Marriage disenchantment

Considering how marriage is viewed in the Western world, what a pedestal it’s put on, I am convinced that most couples must go through a certain amount of disenchantment after they wed, before they succeed in either settling into reality and building a nice home together, or else, divorcing.

It’s amazing how much we do have hopes for our marriages to be the ultimate in wonderfulness. It should fulfil us, make us happy (huh?!), make us feel constantly loved, never lonely. Right? Because it would make no sense to feel lonely when you’re with the love of your life, of course.

What a recipe for disaster. I think that any research showing married people to be less happy than singles is because our expectations for marriage are so high that it practically doesn’t stand a chance. On the other hand, many of us just see singlehood as a thing that is. It just is. So the lower expectations gives us a chance to actually feel happy when in it.

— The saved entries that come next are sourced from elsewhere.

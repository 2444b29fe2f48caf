//! Structured logging.
//!
//! # Design Decisions
//! - Uses tracing crate for structured logging
//! - JSON format for production, pretty format for development
//! - `RUST_LOG` takes precedence over the configured level

use tracing_subscriber::{layer::SubscriberExt, util::SubscriberInitExt, EnvFilter};

use crate::config::{LogFormat, ObservabilityConfig};

/// Default filter directive for a configured level.
pub fn default_directive(level: &str) -> String {
    format!("lendpage={level},tower_http={level}")
}

/// Build the filter from `RUST_LOG`, falling back to the configured level.
pub fn env_filter(config: &ObservabilityConfig) -> EnvFilter {
    EnvFilter::try_from_default_env()
        .unwrap_or_else(|_| EnvFilter::new(default_directive(&config.log_level)))
}

/// Install the global tracing subscriber.
///
/// Returns an error if a global subscriber is already set.
pub fn init(config: &ObservabilityConfig) -> Result<(), tracing_subscriber::util::TryInitError> {
    let registry = tracing_subscriber::registry().with(env_filter(config));

    match config.log_format {
        LogFormat::Pretty => registry.with(tracing_subscriber::fmt::layer()).try_init(),
        LogFormat::Json => registry
            .with(tracing_subscriber::fmt::layer().json().flatten_event(true))
            .try_init(),
    }
}

#[cfg(test)]
mod tests {
    use super::*;

    #[test]
    fn directive_covers_crate_and_http_layers() {
        assert_eq!(default_directive("debug"), "lendpage=debug,tower_http=debug");
    }
}
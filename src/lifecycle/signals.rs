//! OS signal handling.
//!
//! SIGINT (Ctrl+C) and, on Unix, SIGTERM both trigger graceful shutdown.

use crate::lifecycle::Shutdown;

/// Wait for a termination signal.
pub async fn wait_for_signal() {
    let ctrl_c = async {
        if let Err(e) = tokio::signal::ctrl_c().await {
            tracing::error!(error = %e, "Failed to listen for Ctrl+C");
            std::future::pending::<()>().await;
        }
    };

    #[cfg(unix)]
    let terminate = async {
        match tokio::signal::unix::signal(tokio::signal::unix::SignalKind::terminate()) {
            Ok(mut sig) => {
                sig.recv().await;
            }
            Err(e) => {
                tracing::error!(error = %e, "Failed to install SIGTERM handler");
                std::future::pending::<()>().await;
            }
        }
    };

    #[cfg(not(unix))]
    let terminate = std::future::pending::<()>();

    tokio::select! {
        _ = ctrl_c => tracing::info!("SIGINT received"),
        _ = terminate => tracing::info!("SIGTERM received"),
    }
}

/// Spawn a task that triggers `shutdown` on the first termination signal.
pub fn spawn_signal_listener(shutdown: Shutdown) {
    tokio::spawn(async move {
        wait_for_signal().await;
        tracing::info!("Shutdown signal received");
        shutdown.trigger();
    });
}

(Yeah, I know that singles are not necessarily happy but I’m not gonna go there right now.)

I don’t get it, though. I mean, has no one noticed the divorce rates? Has no one noticed how many people they personally know who are divorced or in unhappy marriages? How is it even possible that there is so much fantasizing about this institution despite everything we see around us?!

It is a true case of blindness and it’s amazing how, if people want to keep believing something, they can, no matter what they see around them.

Ah, but one might say that many of us singles aren’t getting married because we already experienced the disenchantment, outside of marriage, and so we aren’t willing to enter into matrimony.

But I think it’s the opposite. I think a lot of us have such high expectations from marriage that we’d rather stay single, even when we don’t want to be, and wait for the “right one,” rather than get married to the wrong person. (A most sane and genius decision, btw, if you ask me.)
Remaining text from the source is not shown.